Nous n’avons point à raconter la pièce de M. Dumas ; l’intérêt de sa comédie repose beaucoup moins sur la donnée même, qui est fort simple, que sur les développemens plus ou moins piquans que l’auteur en a tirés. Remarquons pourtant tout d’abord que l’auteur s’acclimate : dans Un Mariage sous Louis XV, sauf le dernier acte, l’allure comique est conservée toujours ; l’analyse fine et gaie des passions suffit constamment à occuper, à éveiller l’attention. Dans Mademoiselle de Belle-Isle, le drame se montrait encore, l’émotion prétendait usurper sur le sourire ; en plus d’une scène, le côté régence et capricieusement rajeuni ou vieilli s’effaçait devant un ton trop moderne ; les fines réparties de Richelieu se croisaient avec des ressouvenirs un peu délirans de Teresa et d’Antony. Dans Un Mariage sous Louis XV, la peinture du XVIIIe siècle a gagné du moins en unité et en vérité. Les deux rôles les plus sérieux même de la pièce, ceux du chevalier et du commandeur, ne s’écartent jamais du ton qui sied à la comédie. Pendant les quatre premiers actes, pendant le premier et le quatrième surtout, l’impression de gaieté, de curiosité joyeuse, se soutient à merveille. Tout se passe en vives causeries, en incidens assez aimables ; on est en plein XVIIIe siècle enfin. Nous n’ignorons pas qu’on a exprimé sur la pièce de M. Dumas une opinion toute différente de celle-ci. On a reproché au peintre de n’être ni original, ni fidèle. Assurément, ayant à traiter une donnée à peu près semblable, Marivaux a fait tout autrement parler ses personnages ; il a mis dans leur bouche un langage charmant, quoique plein d’afféterie ; il a traduit les passions et l’esprit de son époque dans leurs plus fugitives nuances.
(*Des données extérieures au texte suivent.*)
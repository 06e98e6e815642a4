//! HTTP transport port
//!
//! A transport sends one request and returns the raw response. Non-2xx
//! statuses are ordinary responses; only failures to reach the server are
//! errors.

use std::collections::BTreeMap;
use std::time::Duration;

use async_trait::async_trait;
use serde::de::DeserializeOwned;
use serde::Serialize;
use serde_json::Value;

use crate::error::ApiError;

/// HTTP methods used by the API
#[derive(Debug, Clone, Copy, PartialEq, Eq, Hash, Serialize, serde::Deserialize)]
#[serde(rename_all = "UPPERCASE")]
pub enum Method {
    Get,
    Post,
    Put,
    Patch,
    Delete,
}

impl Method {
    pub fn as_str(&self) -> &'static str {
        match self {
            Method::Get => "GET",
            Method::Post => "POST",
            Method::Put => "PUT",
            Method::Patch => "PATCH",
            Method::Delete => "DELETE",
        }
    }

    pub fn is_mutation(&self) -> bool {
        !matches!(self, Method::Get)
    }
}

impl std::fmt::Display for Method {
    fn fmt(&self, f: &mut std::fmt::Formatter<'_>) -> std::fmt::Result {
        f.write_str(self.as_str())
    }
}

/// Outgoing request. `path` is relative to the API base URL unless it is
/// already absolute.
#[derive(Debug, Clone, PartialEq)]
pub struct ApiRequest {
    pub method: Method,
    pub path: String,
    pub query: Vec<(String, String)>,
    pub headers: Vec<(String, String)>,
    pub body: Option<Value>,
    pub timeout: Option<Duration>,
}

impl ApiRequest {
    pub fn new(method: Method, path: impl Into<String>) -> Self {
        Self {
            method,
            path: path.into(),
            query: Vec::new(),
            headers: Vec::new(),
            body: None,
            timeout: None,
        }
    }

    pub fn get(path: impl Into<String>) -> Self {
        Self::new(Method::Get, path)
    }

    pub fn post(path: impl Into<String>) -> Self {
        Self::new(Method::Post, path)
    }

    pub fn delete(path: impl Into<String>) -> Self {
        Self::new(Method::Delete, path)
    }

    /// Add a query parameter; `None` values are skipped.
    pub fn query<V: ToString>(mut self, key: &str, value: Option<V>) -> Self {
        if let Some(value) = value {
            self.query.push((key.to_string(), value.to_string()));
        }
        self
    }

    pub fn header(mut self, name: &str, value: &str) -> Self {
        self.headers.push((name.to_string(), value.to_string()));
        self
    }

    pub fn json<B: Serialize + ?Sized>(mut self, body: &B) -> Result<Self, ApiError> {
        let value =
            serde_json::to_value(body).map_err(|e| ApiError::InvalidRequest(e.to_string()))?;
        self.body = Some(value);
        Ok(self)
    }

    pub fn timeout(mut self, timeout: Duration) -> Self {
        self.timeout = Some(timeout);
        self
    }

    /// Path component without scheme, host or query string.
    pub fn pathname(&self) -> &str {
        let path = match self.path.split_once("://") {
            Some((_, rest)) => rest.find('/').map(|i| &rest[i..]).unwrap_or("/"),
            None => self.path.as_str(),
        };
        path.split(|c: char| c == '?' || c == '#').next().unwrap_or(path)
    }

    /// Stable cache key: method, pathname and sorted query parameters.
    pub fn cache_key(&self) -> String {
        let mut query = self.query.clone();
        query.sort();
        let query = query
            .iter()
            .map(|(k, v)| format!("{}={}", k, v))
            .collect::<Vec<_>>()
            .join("&");

        if query.is_empty() {
            format!("{} {}", self.method, self.pathname())
        } else {
            format!("{} {}?{}", self.method, self.pathname(), query)
        }
    }
}

/// Raw response. Header names are lowercase.
#[derive(Debug, Clone, PartialEq)]
pub struct ApiResponse {
    pub status: u16,
    pub status_text: String,
    pub headers: BTreeMap<String, String>,
    pub body: Vec<u8>,
}

impl ApiResponse {
    pub fn new(status: u16, body: impl Into<Vec<u8>>) -> Self {
        Self {
            status,
            status_text: String::new(),
            headers: BTreeMap::new(),
            body: body.into(),
        }
    }

    pub fn json_body(status: u16, value: &Value) -> Self {
        Self::new(status, value.to_string()).with_header("content-type", "application/json")
    }

    pub fn with_header(mut self, name: &str, value: &str) -> Self {
        self.headers
            .insert(name.to_ascii_lowercase(), value.to_string());
        self
    }

    pub fn with_status_text(mut self, text: &str) -> Self {
        self.status_text = text.to_string();
        self
    }

    pub fn is_success(&self) -> bool {
        (200..300).contains(&self.status)
    }

    pub fn header(&self, name: &str) -> Option<&str> {
        self.headers
            .get(&name.to_ascii_lowercase())
            .map(String::as_str)
    }

    pub fn text(&self) -> String {
        String::from_utf8_lossy(&self.body).into_owned()
    }

    pub fn json<T: DeserializeOwned>(&self) -> Result<T, ApiError> {
        serde_json::from_slice(&self.body).map_err(|e| ApiError::Deserialization(e.to_string()))
    }
}

/// Sends requests to the backend
#[async_trait]
pub trait ApiTransport: Send + Sync {
    async fn send(&self, request: ApiRequest) -> Result<ApiResponse, ApiError>;
}

#[async_trait]
impl<T: ApiTransport + ?Sized> ApiTransport for std::sync::Arc<T> {
    async fn send(&self, request: ApiRequest) -> Result<ApiResponse, ApiError> {
        (**self).send(request).await
    }
}

#[cfg(test)]
mod tests {
    use super::*;

    #[test]
    fn pathname_strips_origin_and_query() {
        assert_eq!(ApiRequest::get("/api/focus?page=1").pathname(), "/api/focus");
        assert_eq!(
            ApiRequest::get("https://api.ecent.online/api/settings#x").pathname(),
            "/api/settings"
        );
        assert_eq!(ApiRequest::get("https://api.ecent.online").pathname(), "/");
    }

    #[test]
    fn cache_key_sorts_query() {
        let a = ApiRequest::get("/api/focus")
            .query("page_size", Some(20))
            .query("page", Some(1));
        let b = ApiRequest::get("/api/focus")
            .query("page", Some(1))
            .query("page_size", Some(20));
        assert_eq!(a.cache_key(), b.cache_key());
        assert_eq!(a.cache_key(), "GET /api/focus?page=1&page_size=20");
    }

    #[test]
    fn query_skips_none() {
        let req = ApiRequest::get("/api/focus").query::<i32>("page", None);
        assert!(req.query.is_empty());
        assert_eq!(req.cache_key(), "GET /api/focus");
    }

    #[test]
    fn response_headers_are_case_insensitive() {
        let resp = ApiResponse::new(200, "ok").with_header("X-Cache-Version", "7");
        assert_eq!(resp.header("x-cache-version"), Some("7"));
        assert_eq!(resp.header("X-CACHE-VERSION"), Some("7"));
        assert!(resp.is_success());
        assert!(!ApiResponse::new(404, "").is_success());
    }

    #[test]
    fn mutation_methods() {
        assert!(!Method::Get.is_mutation());
        assert!(Method::Post.is_mutation());
        assert!(Method::Delete.is_mutation());
    }
}
//! Domain entities

pub mod forward;

pub use forward::{strip_hop_by_hop, ForwardRequest, ForwardResponse};
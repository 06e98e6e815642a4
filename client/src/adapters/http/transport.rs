//! reqwest implementation of the transport port

use std::time::Duration;

use async_trait::async_trait;
use reqwest::header::{HeaderMap, HeaderName, HeaderValue, CONTENT_TYPE, COOKIE, ORIGIN};

use crate::domain::ports::{ApiRequest, ApiResponse, ApiTransport, Method};
use crate::error::ApiError;

/// HTTP transport talking to the Ignition backend
#[derive(Clone)]
pub struct ReqwestTransport {
    client: reqwest::Client,
    base_url: String,
    origin: Option<HeaderValue>,
    default_timeout: Duration,
}

impl ReqwestTransport {
    /// Create a transport. The session cookie, when present, is sent with
    /// every request as `Cookie: session=<value>`.
    pub fn new(
        base_url: &str,
        session: Option<&str>,
        default_timeout: Duration,
    ) -> Result<Self, ApiError> {
        let mut headers = HeaderMap::new();
        headers.insert(CONTENT_TYPE, HeaderValue::from_static("application/json"));
        if let Some(session) = session {
            headers.insert(
                COOKIE,
                HeaderValue::from_str(&format!("session={}", session))
                    .map_err(|_| ApiError::InvalidRequest("Invalid session cookie".into()))?,
            );
        }

        let client = reqwest::Client::builder()
            .default_headers(headers)
            .build()
            .map_err(|e| ApiError::Network(format!("Failed to build HTTP client: {}", e)))?;

        Ok(Self {
            client,
            base_url: base_url.trim_end_matches('/').to_string(),
            origin: None,
            default_timeout,
        })
    }

    /// Send `Origin` on mutations; the backend's CSRF check expects it.
    pub fn with_origin(mut self, origin: &str) -> Result<Self, ApiError> {
        let value = HeaderValue::from_str(origin)
            .map_err(|_| ApiError::InvalidRequest(format!("Invalid origin: {}", origin)))?;
        self.origin = Some(value);
        Ok(self)
    }

    pub fn base_url(&self) -> &str {
        &self.base_url
    }

    fn url_for(&self, path: &str) -> String {
        let lower = path.to_ascii_lowercase();
        if lower.starts_with("http://") || lower.starts_with("https://") {
            return path.to_string();
        }
        if path.starts_with('/') {
            format!("{}{}", self.base_url, path)
        } else {
            format!("{}/{}", self.base_url, path)
        }
    }
}

fn to_reqwest_method(method: Method) -> reqwest::Method {
    match method {
        Method::Get => reqwest::Method::GET,
        Method::Post => reqwest::Method::POST,
        Method::Put => reqwest::Method::PUT,
        Method::Patch => reqwest::Method::PATCH,
        Method::Delete => reqwest::Method::DELETE,
    }
}

fn map_error(e: reqwest::Error) -> ApiError {
    if e.is_timeout() {
        ApiError::Timeout
    } else {
        ApiError::Network(e.to_string())
    }
}

#[async_trait]
impl ApiTransport for ReqwestTransport {
    async fn send(&self, request: ApiRequest) -> Result<ApiResponse, ApiError> {
        let url = self.url_for(&request.path);
        let mut builder = self
            .client
            .request(to_reqwest_method(request.method), &url)
            .timeout(request.timeout.unwrap_or(self.default_timeout));

        if !request.query.is_empty() {
            builder = builder.query(&request.query);
        }

        if request.method.is_mutation() {
            if let Some(origin) = &self.origin {
                builder = builder.header(ORIGIN, origin.clone());
            }
        }

        for (name, value) in &request.headers {
            let name = HeaderName::from_bytes(name.as_bytes())
                .map_err(|_| ApiError::InvalidRequest(format!("Invalid header: {}", name)))?;
            let value = HeaderValue::from_str(value)
                .map_err(|_| ApiError::InvalidRequest(format!("Invalid header value for {}", name)))?;
            builder = builder.header(name, value);
        }

        if let Some(body) = &request.body {
            builder = builder.json(body);
        }

        tracing::debug!(method = %request.method, url = %url, "Sending request");
        let response = builder.send().await.map_err(map_error)?;

        let status = response.status();
        let headers = response
            .headers()
            .iter()
            .filter_map(|(name, value)| {
                value
                    .to_str()
                    .ok()
                    .map(|v| (name.as_str().to_ascii_lowercase(), v.to_string()))
            })
            .collect();
        let body = response.bytes().await.map_err(map_error)?.to_vec();

        Ok(ApiResponse {
            status: status.as_u16(),
            status_text: status.canonical_reason().unwrap_or_default().to_string(),
            headers,
            body,
        })
    }
}
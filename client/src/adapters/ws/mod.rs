//! WebSocket adapter
//!
//! Settings push channel over tokio-tungstenite.

pub mod settings_socket;

pub use settings_socket::WebSocketSettingsFeed;
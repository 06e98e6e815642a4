//! WebSocket implementation of the settings push channel
//!
//! Connects to `/api/settings/ws` and forwards parsed messages to the sync
//! service until the socket closes.

use async_trait::async_trait;
use futures::StreamExt;
use tokio::sync::mpsc;
use tokio_tungstenite::tungstenite::client::IntoClientRequest;
use tokio_tungstenite::tungstenite::http::{header::COOKIE, HeaderValue};
use tokio_tungstenite::tungstenite::Message;

use crate::domain::ports::{SettingsEvent, SettingsFeed};
use crate::error::SyncError;

const CHANNEL_CAPACITY: usize = 32;

pub struct WebSocketSettingsFeed {
    url: String,
    session: Option<String>,
}

impl WebSocketSettingsFeed {
    pub fn new(url: impl Into<String>, session: Option<String>) -> Self {
        Self {
            url: url.into(),
            session,
        }
    }

    /// Derive the socket URL from the API base URL: `https` becomes `wss`,
    /// `http` becomes `ws`.
    pub fn from_api_url(api_url: &str, session: Option<String>) -> Self {
        let base = api_url.trim_end_matches('/');
        let ws_base = if let Some(rest) = base.strip_prefix("https://") {
            format!("wss://{}", rest)
        } else if let Some(rest) = base.strip_prefix("http://") {
            format!("ws://{}", rest)
        } else {
            base.to_string()
        };
        Self::new(format!("{}/api/settings/ws", ws_base), session)
    }

    pub fn url(&self) -> &str {
        &self.url
    }
}

#[async_trait]
impl SettingsFeed for WebSocketSettingsFeed {
    async fn connect(
        &self,
    ) -> Result<mpsc::Receiver<Result<SettingsEvent, SyncError>>, SyncError> {
        let mut request = self
            .url
            .as_str()
            .into_client_request()
            .map_err(|e| SyncError::Connect(e.to_string()))?;

        if let Some(session) = &self.session {
            let cookie = HeaderValue::from_str(&format!("session={}", session))
                .map_err(|e| SyncError::Connect(e.to_string()))?;
            request.headers_mut().insert(COOKIE, cookie);
        }

        let (mut socket, _) = tokio_tungstenite::connect_async(request)
            .await
            .map_err(|e| SyncError::Connect(e.to_string()))?;
        tracing::info!(url = %self.url, "Settings WebSocket connected");

        let (tx, rx) = mpsc::channel(CHANNEL_CAPACITY);
        tokio::spawn(async move {
            while let Some(message) = socket.next().await {
                let (forwarded, fatal) = match message {
                    Ok(Message::Text(text)) => (SettingsEvent::parse(&text), false),
                    Ok(Message::Close(_)) => break,
                    Ok(_) => continue,
                    Err(e) => (Err(SyncError::Connect(e.to_string())), true),
                };
                if tx.send(forwarded).await.is_err() || fatal {
                    break;
                }
            }
            tracing::info!("Settings WebSocket disconnected");
        });

        Ok(rx)
    }
}
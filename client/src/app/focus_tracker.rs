//! Focus countdown state machine
//!
//! Pure state: no timers and no network. The caller feeds in server
//! snapshots, one-second ticks and store change notifications, always with
//! an explicit `now`.
//!
//! ```text
//! Idle ──reconcile(active)──> Running ──pause──> Paused
//!  ^                             │                  │
//!  └────reconcile(none)──────────┘<──clear/expire───┘
//! ```

use std::sync::Arc;

use chrono::{DateTime, Utc};

use crate::domain::entities::{FocusMode, FocusSession, PausedSnapshot};
use crate::domain::ports::KeyValueStore;
use crate::error::StorageError;

#[derive(Debug, Clone, PartialEq)]
pub enum FocusState {
    Idle,
    Running { session: FocusSession, remaining: u64 },
    Paused(PausedSnapshot),
}

/// Result of a one-second tick
#[derive(Debug, Clone, Copy, PartialEq, Eq)]
pub enum Tick {
    /// Nothing is counting down
    Idle,
    Remaining(u64),
    /// Countdown reached zero; the server should be asked again
    NeedsRefresh,
}

/// What observers see
#[derive(Debug, Clone, Default, PartialEq)]
pub struct FocusView {
    pub session: Option<FocusSession>,
    pub paused: Option<PausedSnapshot>,
    pub time_remaining: u64,
    pub is_loading: bool,
}

impl FocusView {
    pub fn is_active(&self) -> bool {
        self.session.as_ref().is_some_and(FocusSession::is_active)
    }

    pub fn is_paused(&self) -> bool {
        self.paused.is_some()
    }

    pub fn mode(&self) -> Option<FocusMode> {
        self.session
            .as_ref()
            .map(|s| s.mode)
            .or_else(|| self.paused.as_ref().map(|p| p.mode))
    }
}

pub struct FocusTracker {
    store: Arc<dyn KeyValueStore>,
    state: FocusState,
    loaded: bool,
}

impl FocusTracker {
    pub fn new(store: Arc<dyn KeyValueStore>) -> Self {
        Self {
            store,
            state: FocusState::Idle,
            loaded: false,
        }
    }

    pub fn state(&self) -> &FocusState {
        &self.state
    }

    pub fn is_active(&self) -> bool {
        matches!(self.state, FocusState::Running { .. })
    }

    pub fn is_paused(&self) -> bool {
        matches!(self.state, FocusState::Paused(_))
    }

    pub fn mode(&self) -> Option<FocusMode> {
        match &self.state {
            FocusState::Idle => None,
            FocusState::Running { session, .. } => Some(session.mode),
            FocusState::Paused(snapshot) => Some(snapshot.mode),
        }
    }

    pub fn time_remaining(&self) -> u64 {
        match &self.state {
            FocusState::Idle => 0,
            FocusState::Running { remaining, .. } => *remaining,
            FocusState::Paused(snapshot) => snapshot.time_remaining,
        }
    }

    pub fn view(&self) -> FocusView {
        let (session, paused) = match &self.state {
            FocusState::Idle => (None, None),
            FocusState::Running { session, .. } => (Some(session.clone()), None),
            FocusState::Paused(snapshot) => (None, Some(snapshot.clone())),
        };
        FocusView {
            session,
            paused,
            time_remaining: self.time_remaining(),
            is_loading: !self.loaded,
        }
    }

    /// Apply the server's view of the active session. An active session
    /// wins over any local pause; otherwise a fresh paused snapshot is
    /// restored.
    pub fn reconcile(&mut self, server_session: Option<FocusSession>, now: DateTime<Utc>) {
        self.loaded = true;
        match server_session.filter(FocusSession::is_active) {
            Some(session) => {
                let remaining = session.remaining_at(now);
                self.state = FocusState::Running { session, remaining };
            }
            None => {
                self.state = FocusState::Idle;
                self.check_paused_state(now);
            }
        }
    }

    /// First load finished without a server answer.
    pub fn mark_loaded(&mut self) {
        self.loaded = true;
    }

    pub fn tick(&mut self) -> Tick {
        match &mut self.state {
            FocusState::Running { remaining, .. } => {
                if *remaining <= 1 {
                    *remaining = 0;
                    Tick::NeedsRefresh
                } else {
                    *remaining -= 1;
                    Tick::Remaining(*remaining)
                }
            }
            _ => Tick::Idle,
        }
    }

    /// Pause a running countdown and persist the snapshot for other
    /// instances. Returns `None` when nothing was running.
    pub fn pause(&mut self, now: DateTime<Utc>) -> Result<Option<PausedSnapshot>, StorageError> {
        let FocusState::Running { session, remaining } = &self.state else {
            return Ok(None);
        };

        let snapshot = PausedSnapshot {
            mode: session.mode,
            time_remaining: *remaining,
            paused_at: now,
        };
        self.store.set(
            PausedSnapshot::STORAGE_KEY,
            &serde_json::to_string(&snapshot)?,
        )?;
        self.state = FocusState::Paused(snapshot.clone());
        Ok(Some(snapshot))
    }

    pub fn clear_paused_state(&mut self) -> Result<(), StorageError> {
        self.store.remove(PausedSnapshot::STORAGE_KEY)?;
        if self.is_paused() {
            self.state = FocusState::Idle;
        }
        Ok(())
    }

    /// React to a store change made elsewhere. Returns true when the key
    /// was the paused snapshot.
    pub fn on_storage_event(&mut self, key: &str, now: DateTime<Utc>) -> bool {
        if key != PausedSnapshot::STORAGE_KEY {
            return false;
        }
        self.check_paused_state(now);
        true
    }

    /// Adopt a fresh stored snapshot, or drop a stale paused state.
    fn check_paused_state(&mut self, now: DateTime<Utc>) -> bool {
        match self.load_snapshot(now) {
            Some(snapshot) => {
                self.state = FocusState::Paused(snapshot);
                true
            }
            None => {
                if self.is_paused() {
                    self.state = FocusState::Idle;
                }
                false
            }
        }
    }

    /// Expired or unreadable snapshots are removed from the store.
    fn load_snapshot(&self, now: DateTime<Utc>) -> Option<PausedSnapshot> {
        let raw = match self.store.get(PausedSnapshot::STORAGE_KEY) {
            Ok(Some(raw)) => raw,
            Ok(None) => return None,
            Err(e) => {
                tracing::warn!(error = %e, "Failed to read paused focus state");
                return None;
            }
        };

        match serde_json::from_str::<PausedSnapshot>(&raw) {
            Ok(snapshot) if snapshot.is_fresh(now) => Some(snapshot),
            Ok(_) => {
                tracing::debug!("Paused focus state expired");
                self.discard_snapshot();
                None
            }
            Err(e) => {
                tracing::warn!(error = %e, "Corrupt paused focus state");
                self.discard_snapshot();
                None
            }
        }
    }

    fn discard_snapshot(&self) {
        if let Err(e) = self.store.remove(PausedSnapshot::STORAGE_KEY) {
            tracing::warn!(error = %e, "Failed to remove paused focus state");
        }
    }
}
Mais n’est-il pas une autre manière de nous peindre et de nous raconter le XVIIIe siècle, surtout à distance ? Tout s’est-il passé alors en conversations subtiles et maniérées ? Le siècle n’a-t-il point eu aussi un côté essentiellement dramatique, aventureux, mobile, folles intrigues, paris téméraires, liaisons capricieusement dénouées, la part qu’a choisie M. Dumas enfin ?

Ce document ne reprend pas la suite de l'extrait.